The black market is beginning. Sure, blame it on the drugs, but the fact of the matter is that inflation is making it easier to trade this "liquid gold" for drugs than greenbacks. And what's the liquid Gold this article is talking about? No not oil or even Gas, its TIDE liquid detergent.


----------



## Padre (Oct 7, 2011)

Its strange that druggies see so clearly what most sheeple, i.e. working stiffs, can't. I guess we all have our own drug, for some its white powder, for others its green cotton, both will kill you in large dosages, but you can't tell that to an addict.


----------



## Rachel (Mar 5, 2012)

Dang. Prob should stock up on washing soda and borax...makes a great homemade laundry detergent.


----------



## Magus (Dec 1, 2008)

[email protected] runs Bartertown.
I'm set.

The mud wogs are stealing it to make napalm.the revolution is coming, buy ammo now!


----------



## TheAnt (Jun 7, 2011)

Rachel said:


> Dang. Prob should stock up on washing soda and borax...makes a great homemade laundry detergent.

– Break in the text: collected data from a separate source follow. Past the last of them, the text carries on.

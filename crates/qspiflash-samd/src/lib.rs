//! qspiflash-samd - SAMD51 QSPI controller transport
//!
//! Drives the QSPI peripheral of Microchip SAMD51/SAME5x parts in serial
//! memory mode. Register and data-window access goes through the
//! [`RegisterBlock`] trait so the instruction sequencing can be exercised
//! off-target.
//!
//! # Example
//!
//! ```ignore
//! use qspiflash_core::flash::QspiFlash;
//! use qspiflash_samd::{MmioRegisters, SamdQspi, SamdQspiOptions};
//!
//! let regs = unsafe { MmioRegisters::samd51() };
//! let qspi = SamdQspi::new(regs, SamdQspiOptions::default())?;
//! let mut flash = QspiFlash::new(qspi);
//! flash.begin()?;
//! ```

#![cfg_attr(not(any(test, feature = "std")), no_std)]
#![warn(missing_docs)]

mod error;
mod options;
pub mod regs;
mod transport;

pub use error::{Result, SamdQspiError};
pub use options::SamdQspiOptions;
pub use regs::{MmioRegisters, Register, RegisterBlock};
pub use transport::SamdQspi;
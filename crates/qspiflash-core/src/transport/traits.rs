//! Transport trait definitions

use crate::error::Result;
use crate::spi::{AddressWidth, TransferRequest};

/// A QSPI controller that can execute one instruction at a time
///
/// Implementations are fully synchronous: [`QspiTransport::execute`] does not
/// return until the controller reports the end of the instruction, and no
/// partially completed transfer is ever visible to the caller.
///
/// ## Execution contract
///
/// For each request an implementation:
///
/// 1. Brackets the memory-mapped window with a cache disable/invalidate and
///    re-enable, unless the request's [`CachePolicy`] is `CallerManaged`
/// 2. Programs opcode, address and the frame word from
///    [`encode_request`](crate::frame::encode_request)
/// 3. Moves `request.len()` bytes between the caller buffer and the window,
///    in the direction given by the encoded transfer type
/// 4. Starts the transfer and blocks until completion
///
/// [`CachePolicy`]: crate::spi::CachePolicy
///
/// ## Example
///
/// ```ignore
/// impl QspiTransport for MyController {
///     fn execute(&mut self, request: &mut TransferRequest<'_>) -> Result<()> {
///         let frame = encode_request(request, self.address_width);
///         self.program(request.instruction.opcode, request.address, frame);
///         self.move_data(frame.transfer_type(), &mut request.data);
///         self.start_and_wait()
///     }
///     // ...
/// }
/// ```
pub trait QspiTransport {
    /// Execute a single instruction
    fn execute(&mut self, request: &mut TransferRequest<'_>) -> Result<()>;

    /// Address length currently programmed into frames
    fn address_width(&self) -> AddressWidth;

    /// Change the address length used for subsequent frames
    fn set_address_width(&mut self, width: AddressWidth);

    /// Set the serial clock frequency
    fn set_clock_speed(&mut self, hz: u32) -> Result<()>;

    /// Delay for the specified number of microseconds
    fn delay_us(&mut self, us: u32);
}

impl<T: QspiTransport + ?Sized> QspiTransport for &mut T {
    fn execute(&mut self, request: &mut TransferRequest<'_>) -> Result<()> {
        (**self).execute(request)
    }

    fn address_width(&self) -> AddressWidth {
        (**self).address_width()
    }

    fn set_address_width(&mut self, width: AddressWidth) {
        (**self).set_address_width(width)
    }

    fn set_clock_speed(&mut self, hz: u32) -> Result<()> {
        (**self).set_clock_speed(hz)
    }

    fn delay_us(&mut self, us: u32) {
        (**self).delay_us(us)
    }
}

#[cfg(feature = "alloc")]
impl QspiTransport for alloc::boxed::Box<dyn QspiTransport + Send> {
    fn execute(&mut self, request: &mut TransferRequest<'_>) -> Result<()> {
        (**self).execute(request)
    }

    fn address_width(&self) -> AddressWidth {
        (**self).address_width()
    }

    fn set_address_width(&mut self, width: AddressWidth) {
        (**self).set_address_width(width)
    }

    fn set_clock_speed(&mut self, hz: u32) -> Result<()> {
        (**self).set_clock_speed(hz)
    }

    fn delay_us(&mut self, us: u32) {
        (**self).delay_us(us)
    }
}
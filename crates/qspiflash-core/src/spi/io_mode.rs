//! QSPI I/O widths

/// Lane usage for the instruction, address and data phases
///
/// The variants are ordered the way QSPI controllers number their WIDTH
/// field, so [`IoMode::width_code`] is the raw register value.
#[derive(Clone, Copy, Debug, Default, PartialEq, Eq, Hash)]
pub enum IoMode {
    /// Standard SPI: 1-1-1 (cmd, addr, data all on single line)
    #[default]
    Single,
    /// Dual Output: 1-1-2 (data phase on 2 lines)
    DualOutput,
    /// Quad Output: 1-1-4 (data phase on 4 lines)
    QuadOutput,
    /// Dual I/O: 1-2-2 (addr and data on 2 lines)
    DualIo,
    /// Quad I/O: 1-4-4 (addr and data on 4 lines)
    QuadIo,
    /// Dual command: 2-2-2 (everything on 2 lines)
    DualCmd,
    /// Quad command: 4-4-4 (everything on 4 lines)
    QuadCmd,
}

impl IoMode {
    /// Raw value of the frame WIDTH field
    pub const fn width_code(&self) -> u32 {
        match self {
            Self::Single => 0,
            Self::DualOutput => 1,
            Self::QuadOutput => 2,
            Self::DualIo => 3,
            Self::QuadIo => 4,
            Self::DualCmd => 5,
            Self::QuadCmd => 6,
        }
    }

    /// Inverse of [`IoMode::width_code`]
    pub const fn from_width_code(code: u32) -> Option<Self> {
        match code {
            0 => Some(Self::Single),
            1 => Some(Self::DualOutput),
            2 => Some(Self::QuadOutput),
            3 => Some(Self::DualIo),
            4 => Some(Self::QuadIo),
            5 => Some(Self::DualCmd),
            6 => Some(Self::QuadCmd),
            _ => None,
        }
    }
}
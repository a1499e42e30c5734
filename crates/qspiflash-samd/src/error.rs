//! Error types for the SAMD51 QSPI transport

use thiserror::Error;

/// SAMD51 QSPI specific errors
#[derive(Debug, Clone, Copy, PartialEq, Eq, Error)]
pub enum SamdQspiError {
    /// INSTREND never went high
    #[error("instruction 0x{opcode:02X} did not complete after {polls} polls")]
    InstructionTimeout {
        /// Opcode of the stuck instruction
        opcode: u8,
        /// Polls spent waiting
        polls: u32,
    },

    /// The cache controller never reported itself disabled
    #[error("CMCC still enabled after {polls} polls")]
    CacheTimeout {
        /// Polls spent waiting
        polls: u32,
    },

    /// The requested clock cannot be derived from the main clock
    #[error("cannot derive {hz} Hz from a {mck_hz} Hz main clock")]
    InvalidClock {
        /// Requested frequency
        hz: u32,
        /// Main clock frequency
        mck_hz: u32,
    },

    /// The transfer does not fit in the memory-mapped window
    #[error("transfer of {len} bytes at 0x{address:08X} is outside the QSPI window")]
    AddressOutOfWindow {
        /// Start address
        address: u32,
        /// Transfer length
        len: usize,
    },

    /// Option key or value could not be parsed
    #[error("invalid option: {0}")]
    InvalidOption(&'static str),
}

impl From<SamdQspiError> for qspiflash_core::Error {
    fn from(e: SamdQspiError) -> Self {
        match e {
            SamdQspiError::InstructionTimeout { .. } | SamdQspiError::CacheTimeout { .. } => {
                qspiflash_core::Error::TransferTimeout
            }
            SamdQspiError::InvalidClock { .. } => qspiflash_core::Error::InvalidClock,
            SamdQspiError::AddressOutOfWindow { .. } => qspiflash_core::Error::AddressOutOfBounds,
            SamdQspiError::InvalidOption(_) => qspiflash_core::Error::InvalidOption,
        }
    }
}

/// Result type for SAMD51 QSPI operations
pub type Result<T> = core::result::Result<T, SamdQspiError>;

I think thats a GREAT idea!


----------



## OdieB (Mar 18, 2012)

OK.. . . . . call me naive, but are you serious about the TIDE liquid detergent? I know it COSTS an arm and a leg, but as a barter item why is it really better? -OdieB


----------



## The_Blob (Dec 24, 2008)

OdieB said:


> OK.. . . . . call me naive, but are you serious about the TIDE liquid detergent? I know it COSTS an arm and a leg, but as a barter item why is it really better? -OdieB


perception will override reality every time


----------